- Copa América 2015
- Gr. B
- 1re journée
- Argentine/Paraguay (2-2)
Les leçons tactiques de l’Argentine
« Il allait y avoir 4-0 et il y a eu 2-2. » C'est Ramón Díaz, sélectionneur argentin du Paraguay, qui résume la première surprise de cette Copa América chilienne. L'équipe de Tata Martino, appliquée et efficace, aurait pu commencer la compétition par une démonstration. Mais deux petits exploits paraguayens ont suffi pour balayer la sérénité et installer les doutes dans le camp du vice-champion du monde.

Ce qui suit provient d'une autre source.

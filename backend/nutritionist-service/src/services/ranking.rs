use rand::rngs::StdRng;
use rand::{Rng, SeedableRng};
use std::collections::HashMap;
use std::sync::Arc;
use tracing::debug;

use crate::config::RankingConfig;
use crate::db::RecordStore;
use crate::error::Result;
use crate::metrics::TOP_RATED_CANDIDATE_COUNT;
use crate::models::{Nutritionist, NutritionistSummary, PlanRates};
use crate::services::image::ImageUrlResolver;
use crate::services::rating::ranking_score;

/// Top-rated listing for the home page.
///
/// The candidate pool is cut to `candidate_pool_cap` (ordered by id) before
/// any score is computed. The cap bounds per-request cost; it is not a
/// ranking rule, so a highly rated nutritionist beyond the cap is not seen.
pub struct RankingService {
    store: Arc<dyn RecordStore>,
    images: Arc<dyn ImageUrlResolver>,
    candidate_pool_cap: usize,
}

struct RankedCandidate {
    score: f64,
    tie_break: u64,
    nutritionist: Nutritionist,
}

impl RankingService {
    pub fn new(
        store: Arc<dyn RecordStore>,
        images: Arc<dyn ImageUrlResolver>,
        config: &RankingConfig,
    ) -> Self {
        Self {
            store,
            images,
            candidate_pool_cap: config.candidate_pool_cap.max(1),
        }
    }

    /// Rank with a generator seeded from OS entropy for this call only.
    pub async fn top_rated(&self) -> Result<Vec<NutritionistSummary>> {
        let mut rng = StdRng::from_entropy();
        self.top_rated_with(&mut rng).await
    }

    /// Rank using `rng` for tie-breaks. Equal scores are ordered by a random
    /// key drawn per candidate, so repeated calls shuffle ties.
    pub async fn top_rated_with<R: Rng + Send>(
        &self,
        rng: &mut R,
    ) -> Result<Vec<NutritionistSummary>> {
        let mut snapshot = self.store.snapshot().await?;

        let pool_cap = i64::try_from(self.candidate_pool_cap).unwrap_or(i64::MAX);
        let candidates = snapshot.ranking_candidates(pool_cap).await?;
        TOP_RATED_CANDIDATE_COUNT.observe(candidates.len() as f64);

        if candidates.is_empty() {
            debug!("Top-rated: no eligible candidates");
            return Ok(Vec::new());
        }

        let ids: Vec<i32> = candidates.iter().map(|n| n.id).collect();
        let mut plans_by_owner: HashMap<i32, Vec<PlanRates>> = HashMap::new();
        for plan in snapshot.plan_rates(&ids).await? {
            plans_by_owner
                .entry(plan.nutritionist_id)
                .or_default()
                .push(plan);
        }

        let mut ranked: Vec<RankedCandidate> = candidates
            .into_iter()
            .map(|nutritionist| {
                let plans = plans_by_owner
                    .get(&nutritionist.id)
                    .map(Vec::as_slice)
                    .unwrap_or(&[]);
                RankedCandidate {
                    score: ranking_score(plans),
                    tie_break: rng.gen(),
                    nutritionist,
                }
            })
            .collect();

        sort_ranked(&mut ranked);

        debug!(
            candidates = ranked.len(),
            top_score = ranked.first().map(|c| c.score),
            "Top-rated ranking computed"
        );

        Ok(ranked
            .into_iter()
            .map(|candidate| self.summarize(candidate.nutritionist))
            .collect())
    }

    fn summarize(&self, nutritionist: Nutritionist) -> NutritionistSummary {
        NutritionistSummary {
            nutritionist_id: nutritionist.id,
            expertise: nutritionist.expertise_tags(),
            portrait_image: self.images.resolve(nutritionist.portrait_image.as_deref()),
            title: nutritionist.title,
        }
    }
}

/// Score descending, then random key ascending.
fn sort_ranked(ranked: &mut [RankedCandidate]) {
    ranked.sort_by(|a, b| {
        b.score
            .total_cmp(&a.score)
            .then_with(|| a.tie_break.cmp(&b.tie_break))
    });
}

#[cfg(test)]
mod tests {
    use super::*;
    use crate::db::{InMemoryStore, Records};
    use crate::error::AppError;
    use crate::test_support::*;
    use std::collections::HashSet;

    fn service(records: Records, cap: usize) -> RankingService {
        RankingService::new(
            Arc::new(InMemoryStore::new(records)),
            images(),
            &RankingConfig {
                candidate_pool_cap: cap,
            },
        )
    }

    fn ids(summaries: &[NutritionistSummary]) -> Vec<i32> {
        summaries.iter().map(|s| s.nutritionist_id).collect()
    }

    #[tokio::test]
    async fn test_orders_by_score_descending() {
        let mut records = Records {
            nutritionists: vec![nutritionist(1, true), nutritionist(2, true), nutritionist(3, true)],
            plans: vec![plan(10, 1, 1), plan(20, 2, 1), plan(30, 3, 1)],
            users: vec![user(500, "buyer", 1)],
            ..Records::default()
        };
        review(&mut records, 1, 10, 500, 3, date(2024, 1, 1));
        review(&mut records, 2, 20, 500, 5, date(2024, 1, 1));
        review(&mut records, 3, 30, 500, 4, date(2024, 1, 1));

        let mut rng = StdRng::seed_from_u64(7);
        let top = service(records, 20).top_rated_with(&mut rng).await.unwrap();

        assert_eq!(ids(&top), vec![2, 3, 1]);
        assert_eq!(top[0].expertise, vec!["體重控制", "運動營養"]);
        assert_eq!(
            top[0].portrait_image.as_deref(),
            Some("https://cdn.test/images/portrait/2.png")
        );
    }

    #[tokio::test]
    async fn test_excludes_private_and_planless() {
        let records = Records {
            nutritionists: vec![nutritionist(1, true), nutritionist(2, false), nutritionist(3, true)],
            plans: vec![plan(10, 1, 1), plan(20, 2, 1)],
            ..Records::default()
        };

        let top = service(records, 20).top_rated().await.unwrap();
        assert_eq!(ids(&top), vec![1]);
    }

    #[tokio::test]
    async fn test_deleted_plan_keeps_eligibility_but_scores_zero() {
        let mut records = Records {
            nutritionists: vec![nutritionist(1, true), nutritionist(2, true)],
            plans: vec![plan(10, 1, 1), plan(20, 2, 1)],
            users: vec![user(500, "buyer", 0)],
            ..Records::default()
        };
        records.plans[0].is_delete = true;
        review(&mut records, 1, 10, 500, 5, date(2024, 1, 1));
        review(&mut records, 2, 20, 500, 1, date(2024, 1, 1));

        let mut rng = StdRng::seed_from_u64(1);
        let top = service(records, 20).top_rated_with(&mut rng).await.unwrap();
        assert_eq!(ids(&top), vec![2, 1]);
    }

    #[tokio::test]
    async fn test_pool_cap_applies_before_ranking() {
        let mut records = Records::default();
        for id in 1..=25 {
            records.nutritionists.push(nutritionist(id, true));
            records.plans.push(plan(id * 10, id, 1));
        }
        records.users.push(user(500, "buyer", 0));
        // Best-rated nutritionist sits beyond the cap.
        review(&mut records, 1, 250, 500, 5, date(2024, 1, 1));

        let top = service(records.clone(), 20).top_rated().await.unwrap();
        assert_eq!(top.len(), 20);
        assert!(!ids(&top).contains(&25));

        let top = service(records, 30).top_rated().await.unwrap();
        assert_eq!(top.len(), 25);
        assert_eq!(top[0].nutritionist_id, 25);
    }

    #[tokio::test]
    async fn test_empty_pool_is_empty_result() {
        let top = service(Records::default(), 20).top_rated().await.unwrap();
        assert!(top.is_empty());
    }

    #[tokio::test]
    async fn test_store_unavailable_propagates() {
        let store = InMemoryStore::default();
        store.set_unavailable(true);
        let service = RankingService::new(
            Arc::new(store),
            images(),
            &RankingConfig {
                candidate_pool_cap: 20,
            },
        );

        let err = service.top_rated().await.unwrap_err();
        assert!(matches!(err, AppError::StoreUnavailable(_)));
    }

    #[tokio::test]
    async fn test_ties_are_shuffled_across_calls() {
        let records = Records {
            nutritionists: (1..=4).map(|id| nutritionist(id, true)).collect(),
            plans: (1..=4).map(|id| plan(id * 10, id, 1)).collect(),
            ..Records::default()
        };
        let service = service(records, 20);

        let mut orderings = HashSet::new();
        for seed in 0..32 {
            let mut rng = StdRng::seed_from_u64(seed);
            let top = service.top_rated_with(&mut rng).await.unwrap();
            assert_eq!(top.len(), 4);
            orderings.insert(ids(&top));
        }
        assert!(orderings.len() > 1, "tied candidates never reordered");
    }

    #[tokio::test]
    async fn test_entropy_tie_break_differs_between_calls() {
        let records = Records {
            nutritionists: (1..=3).map(|id| nutritionist(id, true)).collect(),
            plans: (1..=3).map(|id| plan(id * 10, id, 1)).collect(),
            ..Records::default()
        };
        let service = service(records, 20);

        let first = ids(&service.top_rated().await.unwrap());
        let mut saw_other = false;
        for _ in 0..200 {
            if ids(&service.top_rated().await.unwrap()) != first {
                saw_other = true;
                break;
            }
        }
        assert!(saw_other, "entropy-seeded ranking returned a fixed order");
    }

    #[test]
    fn test_sort_ranked_uses_tie_break_only_on_equal_scores() {
        let mut ranked = vec![
            RankedCandidate {
                score: 3.0,
                tie_break: 1,
                nutritionist: nutritionist(1, true),
            },
            RankedCandidate {
                score: 4.0,
                tie_break: 99,
                nutritionist: nutritionist(2, true),
            },
            RankedCandidate {
                score: 3.0,
                tie_break: 0,
                nutritionist: nutritionist(3, true),
            },
        ];
        sort_ranked(&mut ranked);
        let order: Vec<i32> = ranked.iter().map(|c| c.nutritionist.id).collect();
        assert_eq!(order, vec![2, 3, 1]);
    }
}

À environ 400 kilomètres au nord de Santiago, La Serena date du XVIe siècle et se classe dans les livres d’histoire comme la deuxième ville la plus ancienne du Chili. Durant des siècles, la petite cité balnéaire a ainsi été la cible des pirates du Pacifique. Une histoire que Ramón Díaz a peut-être lue à ses joueurs à la mi-temps samedi soir. Car si le Paraguay n’a pas d’océan à conquérir, les Guaranis sont allés récolter un très joli butin samedi soir au stade de La Portada, en plein centre ville et sous les yeux de toute l’Amérique du Sud. Bien avant l’abordage, à situer aux alentours de l’heure de jeu, les corsaires argentins avaient pourtant pris un contrôle absolu sur la rencontre, tant sur le plan de la maîtrise du ballon que de la création.
Le schéma de Tata Martino, la recherche de Pastore
Tata Martino n’a pas modifié son dessin pour commencer sa première compétition avec l’Albiceleste. Le 4-3-3, comme lors des amicaux. Di María à gauche, Agüero devant en vrai 9, Messi à droite dans le même style qu’au Barça, à savoir libre. Le manque de projection du milieu à trois Mascherano-Biglia-Pérez de la finale a été remplacé par de l’élaboration et de la finesse : Mascherano, inamovible, accompagné par Banega et Pastore. Le premier à gauche, ouvert sur le jeu et très à l’aise samedi : des crochets de numéro 10 pour faire sortir le ballon et la grinta d’un classique cinco pour le récupérer.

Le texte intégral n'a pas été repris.